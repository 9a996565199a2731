//! Tree display command

use anyhow::{bail, Context, Result};
use glue_compiler::{Generator, GeneratorConfig};
use glue_parser::{dump, parse_with_metadata, Node, SourceLanguage};
use std::path::{Path, PathBuf};
use tracing::debug;

pub fn dump_command(
    input: &Path,
    webidl: bool,
    format: &str,
    config: Option<&Path>,
    idl_paths: Vec<PathBuf>,
) -> Result<()> {
    if webidl {
        let mut generator_config = match config {
            Some(path) => GeneratorConfig::from_file(path)?,
            None => GeneratorConfig::default(),
        };
        generator_config.merge(GeneratorConfig {
            idl_paths,
            ..GeneratorConfig::default()
        });
        let source = Generator::new(generator_config)?.load(input)?;
        return print_tree(source.webidl_ast(), format);
    }

    let text = std::fs::read_to_string(input).with_context(|| format!("reading {}", input.display()))?;
    let parsed = parse_with_metadata(&text, SourceLanguage::from_path(input))
        .with_context(|| format!("parsing {}", input.display()))?;
    debug!("parsed {} as {:?} in {:?}", input.display(), parsed.language, parsed.parse_time);

    print_tree(parsed.ast.as_deref(), format)
}

fn print_tree(list: Option<&Node>, format: &str) -> Result<()> {
    match format {
        "tree" => print!("{}", dump::dump(list)),
        "json" => println!("{}", serde_json::to_string_pretty(&dump::to_json(list))?),
        other => bail!("unknown format {:?}, expected tree or json", other),
    }
    Ok(())
}

#[cfg(test)]
mod tests {
    use super::*;
    use tempfile::TempDir;

    #[test]
    fn test_dump_formats() {
        let dir = TempDir::new().unwrap();
        let path = dir.path().join("a.idl");
        std::fs::write(&path, "interface A { attribute long x; };").unwrap();

        assert!(dump_command(&path, false, "tree", None, Vec::new()).is_ok());
        assert!(dump_command(&path, false, "json", None, Vec::new()).is_ok());
        assert!(dump_command(&path, false, "yaml", None, Vec::new()).is_err());
    }

    #[test]
    fn test_dump_referenced_webidl() {
        let dir = TempDir::new().unwrap();
        std::fs::write(dir.path().join("a.idl"), "interface A {};").unwrap();
        let binding = dir.path().join("a.bnd");
        std::fs::write(&binding, "webidlfile \"a.idl\"; binding a { interface A; }").unwrap();

        assert!(dump_command(&binding, true, "tree", None, Vec::new()).is_ok());
        assert!(dump_command(&dir.path().join("none.bnd"), true, "tree", None, Vec::new()).is_err());
    }
}
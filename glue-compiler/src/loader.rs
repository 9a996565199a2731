//! Locating and parsing the WebIDL files a binding refers to

use glue_parser::{
    ast::{Node, NodeKind, NodeList},
    query::for_each,
    AstError, ParseError, WebIdlDocument,
};
use std::collections::HashMap;
use std::path::{Path, PathBuf};
use tracing::debug;

/// WebIDL loading errors
#[derive(Debug, thiserror::Error)]
pub enum LoadError {
    #[error("WebIDL file {reference:?} not found (searched {searched:?})")]
    NotFound {
        reference: String,
        searched: Vec<PathBuf>,
    },

    #[error("I/O error for {path:?}: {source}")]
    Io {
        path: PathBuf,
        source: std::io::Error,
    },

    #[error("Error parsing WebIDL file {reference:?}: {source}")]
    Parse {
        reference: String,
        source: ParseError,
    },

    #[error(transparent)]
    Ast(#[from] AstError),
}

/// Source of WebIDL text for a `webidlfile` reference
pub trait WebIdlLoader {
    fn read(&self, reference: &str) -> Result<String, LoadError>;
}

/// Loads WebIDL from disk
///
/// References are tried as given when absolute, then against each search
/// directory in order, then against the binding file's own directory.
#[derive(Debug, Clone, Default)]
pub struct FsLoader {
    search_paths: Vec<PathBuf>,
    base_dir: Option<PathBuf>,
}

impl FsLoader {
    pub fn new(search_paths: Vec<PathBuf>) -> Self {
        Self {
            search_paths,
            base_dir: None,
        }
    }

    pub fn with_base_dir(mut self, dir: impl Into<PathBuf>) -> Self {
        self.base_dir = Some(dir.into());
        self
    }

    /// Find the file a reference names
    pub fn resolve(&self, reference: &str) -> Result<PathBuf, LoadError> {
        let path = Path::new(reference);
        let candidates: Vec<PathBuf> = if path.is_absolute() {
            vec![path.to_path_buf()]
        } else {
            self.search_paths
                .iter()
                .chain(self.base_dir.iter())
                .map(|dir| dir.join(path))
                .collect()
        };

        match candidates.iter().find(|candidate| candidate.is_file()) {
            Some(found) => Ok(found.clone()),
            None => Err(LoadError::NotFound {
                reference: reference.to_string(),
                searched: candidates,
            }),
        }
    }
}

impl WebIdlLoader for FsLoader {
    fn read(&self, reference: &str) -> Result<String, LoadError> {
        let path = self.resolve(reference)?;
        debug!("reading WebIDL {}", path.display());
        std::fs::read_to_string(&path).map_err(|source| LoadError::Io { path, source })
    }
}

/// In-memory WebIDL sources keyed by reference
#[derive(Debug, Clone, Default)]
pub struct MemoryLoader {
    files: HashMap<String, String>,
}

impl MemoryLoader {
    pub fn new() -> Self {
        Self::default()
    }

    pub fn with_file(mut self, reference: &str, source: &str) -> Self {
        self.insert(reference, source);
        self
    }

    pub fn insert(&mut self, reference: &str, source: &str) {
        self.files.insert(reference.to_string(), source.to_string());
    }
}

impl WebIdlLoader for MemoryLoader {
    fn read(&self, reference: &str) -> Result<String, LoadError> {
        self.files.get(reference).cloned().ok_or_else(|| LoadError::NotFound {
            reference: reference.to_string(),
            searched: Vec::new(),
        })
    }
}

/// Parse every `webidlfile` of a binding tree, in order, into one WebIDL tree
pub fn load_webidl(binding_ast: Option<&Node>, loader: &dyn WebIdlLoader) -> Result<NodeList, LoadError> {
    let mut document = WebIdlDocument::new();

    for_each(binding_ast, NodeKind::WebIdlFile, |node| {
        let reference = node.text()?;
        let source = loader.read(reference)?;
        document
            .parse_str(&source)
            .map_err(|source| LoadError::Parse {
                reference: reference.to_string(),
                source,
            })
    })?;

    debug!("loaded {} WebIDL definition(s)", document.len());
    Ok(document.into_ast())
}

▶ [Try it] Give back the lines of the listing from the one with "let source = loader.read(reference)?;" through the end, both included, exactly as written and with nothing added.

▶ [Result]
        let source = loader.read(reference)?;
        document
            .parse_str(&source)
            .map_err(|source| LoadError::Parse {
                reference: reference.to_string(),
                source,
            })
    })?;

    debug!("loaded {} WebIDL definition(s)", document.len());
    Ok(document.into_ast())
}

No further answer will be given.